The Calgary Herald, Mining and Ranche Advocate and General Advertiser started publication on 31 August 1883 in a tent at the junction of the Bow and Elbow by Thomas Braden, a school teacher, and his friend, Andrew Armour, a printer, and financed by "a five-hundred- dollar interest-free loan from a Toronto milliner, Miss Frances Ann Chandler." It started as a weekly paper with 150 copies of only four pages created on a handpress that arrived 11 days earlier on the first train to Calgary. A year's subscription cost $3.

When Hugh St. Quentin Cayley became editor 26 November 1884 the Herald moved out of the tent and into a shack. Cayley quickly became partner and editor.

At that time, Braden and Armour found that westerners wanted more updated information about the growing Riel Rebellion in the Northwest Territories. One year later, the Calgary Herald went daily. To meet demand, a new press was purchased that could print up to 400 papers an hour if a strong man was turning the crank. The paper was still experiencing growing pains and financial uncertainty in 1894, when J. J. Young took over the paper, saving it from near bankruptcy. During those early years, the newspaper was not so much published as improvised, with updated news provided by bulletins from passengers on the Canadian Pacific Railway.
— Diane Howard, Encyclopedia of the Great Plains, 2004

Eventually, the publisher's name was changed to Herald Publishing Company Limited and began publishing the Calgary Daily Herald, a daily version of the newspaper, on 2 July 1885.

In 1897 the editor of the Herald was impressed by the "humor and witty journalistic prose" of Bob Edwards, then one of Canada's leading journalists, with a reputation as a critic of government and society and as a "supporter of the emancipation of women and the temperance crusade," and reprinted some of his articles in the Herald.

From February 1890 to August 1893 and from December 1894 to September 1895, the weekly paper appeared as the Wednesday issue of the daily paper. Publication of the daily paper was suspended between 21 September 1893 and 13 December 1894. Publication of a daily edition began in fall 1885. Publication of the Calgary Daily Herald under the name Calgary Herald began in February 1939, as an afternoon edition until April 1985. It is now delivered in the morning.

In January 1908, the Southam Company purchased a majority interest in the Calgary Herald.

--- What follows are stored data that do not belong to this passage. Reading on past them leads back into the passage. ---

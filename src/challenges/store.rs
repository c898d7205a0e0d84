//! Challenge participation storage

use rusqlite::{OptionalExtension, Row, params};
use serde::{Deserialize, Serialize};

use crate::db::LoyaltyDb;
use crate::error::{LoyaltyError, LoyaltyResult};

/// A member's participation in one challenge
#[derive(Debug, Clone, PartialEq, Eq, Serialize, Deserialize)]
pub struct Participation {
    pub challenge_id: String,
    pub member_id: String,
    pub joined_at: i64,
    pub progress: i64,
    pub completed_at: Option<i64>,
    pub updated_at: i64,
}

impl Participation {
    pub fn is_completed(&self) -> bool {
        self.completed_at.is_some()
    }
}

/// Storage seam for participation records
pub trait ChallengeStore: Send + Sync {
    /// Create a participation. Returns the stored record and whether it was
    /// created by this call.
    fn join(
        &self,
        challenge_id: &str,
        member_id: &str,
        now: i64,
    ) -> LoyaltyResult<(Participation, bool)>;

    fn participation(
        &self,
        challenge_id: &str,
        member_id: &str,
    ) -> LoyaltyResult<Option<Participation>>;

    /// Add `delta` to progress and return the updated record
    fn add_progress(
        &self,
        challenge_id: &str,
        member_id: &str,
        delta: i64,
        now: i64,
    ) -> LoyaltyResult<Participation>;

    /// Set `completed_at` unless already set
    fn mark_completed(&self, challenge_id: &str, member_id: &str, at: i64) -> LoyaltyResult<()>;

    /// Participants in leaderboard order: progress desc, earliest completion
    /// first (uncompleted last), then member id
    fn ranked(&self, challenge_id: &str) -> LoyaltyResult<Vec<Participation>>;

    fn any_completed(&self, challenge_id: &str) -> LoyaltyResult<bool>;
}

const PARTICIPATION_COLUMNS: &str =
    "challenge_id, member_id, joined_at, progress, completed_at, updated_at";

/// Participation stored in `challenge_participants`
#[derive(Clone)]
pub struct SqliteChallenges {
    db: LoyaltyDb,
}

impl SqliteChallenges {
    pub fn new(db: LoyaltyDb) -> Self {
        Self { db }
    }

    fn row_to_participation(row: &Row<'_>) -> rusqlite::Result<Participation> {
        Ok(Participation {
            challenge_id: row.get(0)?,
            member_id: row.get(1)?,
            joined_at: row.get(2)?,
            progress: row.get(3)?,
            completed_at: row.get(4)?,
            updated_at: row.get(5)?,
        })
    }
}

impl ChallengeStore for SqliteChallenges {
    fn join(
        &self,
        challenge_id: &str,
        member_id: &str,
        now: i64,
    ) -> LoyaltyResult<(Participation, bool)> {
        let inserted = {
            let conn = self.db.conn();
            conn.execute(
                r#"INSERT OR IGNORE INTO challenge_participants
                   (challenge_id, member_id, joined_at, progress, completed_at, updated_at)
                   VALUES (?1, ?2, ?3, 0, NULL, ?3)"#,
                params![challenge_id, member_id, now],
            )?
        };
        let participation = self
            .participation(challenge_id, member_id)?
            .ok_or_else(|| LoyaltyError::ChallengeNotJoined {
                member_id: member_id.to_string(),
                challenge_id: challenge_id.to_string(),
            })?;
        Ok((participation, inserted > 0))
    }

    fn participation(
        &self,
        challenge_id: &str,
        member_id: &str,
    ) -> LoyaltyResult<Option<Participation>> {
        let conn = self.db.conn();
        let sql = format!(
            "SELECT {PARTICIPATION_COLUMNS} FROM challenge_participants
             WHERE challenge_id = ?1 AND member_id = ?2"
        );
        let row = conn
            .query_row(&sql, params![challenge_id, member_id], Self::row_to_participation)
            .optional()?;
        Ok(row)
    }

    fn add_progress(
        &self,
        challenge_id: &str,
        member_id: &str,
        delta: i64,
        now: i64,
    ) -> LoyaltyResult<Participation> {
        let changed = {
            let conn = self.db.conn();
            conn.execute(
                r#"UPDATE challenge_participants
                   SET progress = progress + ?3, updated_at = ?4
                   WHERE challenge_id = ?1 AND member_id = ?2"#,
                params![challenge_id, member_id, delta, now],
            )?
        };
        if changed == 0 {
            return Err(LoyaltyError::ChallengeNotJoined {
                member_id: member_id.to_string(),
                challenge_id: challenge_id.to_string(),
            });
        }
        self.participation(challenge_id, member_id)?
            .ok_or_else(|| LoyaltyError::ChallengeNotJoined {
                member_id: member_id.to_string(),
                challenge_id: challenge_id.to_string(),
            })
    }

    fn mark_completed(&self, challenge_id: &str, member_id: &str, at: i64) -> LoyaltyResult<()> {
        let conn = self.db.conn();
        conn.execute(
            r#"UPDATE challenge_participants
               SET completed_at = ?3, updated_at = ?3
               WHERE challenge_id = ?1 AND member_id = ?2 AND completed_at IS NULL"#,
            params![challenge_id, member_id, at],
        )?;
        Ok(())
    }

    fn ranked(&self, challenge_id: &str) -> LoyaltyResult<Vec<Participation>> {
        let conn = self.db.conn();
        let sql = format!(
            "SELECT {PARTICIPATION_COLUMNS} FROM challenge_participants
             WHERE challenge_id = ?1
             ORDER BY progress DESC, completed_at IS NULL, completed_at ASC, member_id ASC"
        );
        let mut stmt = conn.prepare(&sql)?;
        let rows = stmt
            .query_map(params![challenge_id], Self::row_to_participation)?
            .collect::<rusqlite::Result<Vec<_>>>()?;
        Ok(rows)
    }

    fn any_completed(&self, challenge_id: &str) -> LoyaltyResult<bool> {
        let conn = self.db.conn();
        let found: bool = conn.query_row(
            r#"SELECT EXISTS(
                   SELECT 1 FROM challenge_participants
                   WHERE challenge_id = ?1 AND completed_at IS NOT NULL)"#,
            params![challenge_id],
            |r| r.get(0),
        )?;
        Ok(found)
    }
}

Frank Swanson, was Calgary Herald publisher from 1962 to 1982, when he retired after 44 years in journalism. During World War II, as war correspondent, he covered the Nuremberg war crimes trials. He worked for the Southam Newspapers group for the Edmonton Journal and The Citizen in Ottawa. Frank Swanson was Calgary Herald's publisher until his retirement in July 1982. Swanson oversaw the move of their headquarters from downtown Calgary to a "$70 million plant on a hill overlooking the intersection of Deerfoot and Memorial."

J. Patrick O'Callaghan (1925–1996), "an outspoken advocate of a free and vocal press" and publisher of The Windsor Star, The Ottawa Citizen, Edmonton Journal, was publisher of the Calgary Herald from 1982 to 1989. In 1994 he served as co-chairman of the Canadian Task Force on the Magazine Industry that recommended stronger enforcement of measures designed to protect Canada's magazine industry.

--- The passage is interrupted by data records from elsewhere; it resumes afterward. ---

//! Time-boxed challenges with progress tracking and leaderboards

mod catalog;
mod store;
mod tracker;

pub use catalog::{Challenge, ChallengeCatalog, ChallengeStatus};
pub use store::{ChallengeStore, Participation, SqliteChallenges};
pub use tracker::{
    CHALLENGE_SOURCE, ChallengeTracker, JoinOutcome, LeaderboardEntry, ProgressOutcome,
};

Kevin Peterson, joined the Calgary Herald in 1969, first as a political reporter for the following six years, then a series of editorial positions and finally as publisher from 1989 to 1995. "[U]nder his leadership, the Herald revamped every area of content, re-engineered its circulation function, and completely reorganized the complex process of selling, designing, and placing customers' advertising."

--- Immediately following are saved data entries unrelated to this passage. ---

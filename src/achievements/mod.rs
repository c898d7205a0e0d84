//! Achievements: definitions, criteria checks and the unlock engine

mod checker;
mod definitions;
mod engine;
mod records;

pub use definitions::{Achievement, AchievementCatalog, Criteria, Rarity, default_achievements};
pub use engine::{
    ACHIEVEMENT_SOURCE, AchievementEngine, AchievementProgress, AwardOutcome, UnlockedAchievement,
};
pub use records::{AchievementRecords, AchievementUnlock, ActivityEvent, EventStats};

In 1996 the paper was sold to the Hollinger Corporation under Conrad Black. Ken King, then-publisher of The Calgary Sun with an advertising background, became publisher of the Calgary Herald in February 1996. By the time he left the newspaper business King had served for thirty years including senior executive positions with several of Canada's leading newspapers, as president and publisher of the Calgary Sun and Calgary Herald. A few months after King's appointment as a publisher, Conrad Black acquired the Southam newspaper chain and the Calgary Herald.In November 2000, the Herald became part of Southam Newspapers.

In July 2000, CanWest Global made Canadian media history with its $3.5 billion purchase of Hollinger's newspaper and internet assets, acquiring "136 daily and weekly newspapers," [which included the Calgary Herald and] half of The National Post, 13 large big-city dailies, 85 trade publications and directories in the Southam Magazine and Information Group."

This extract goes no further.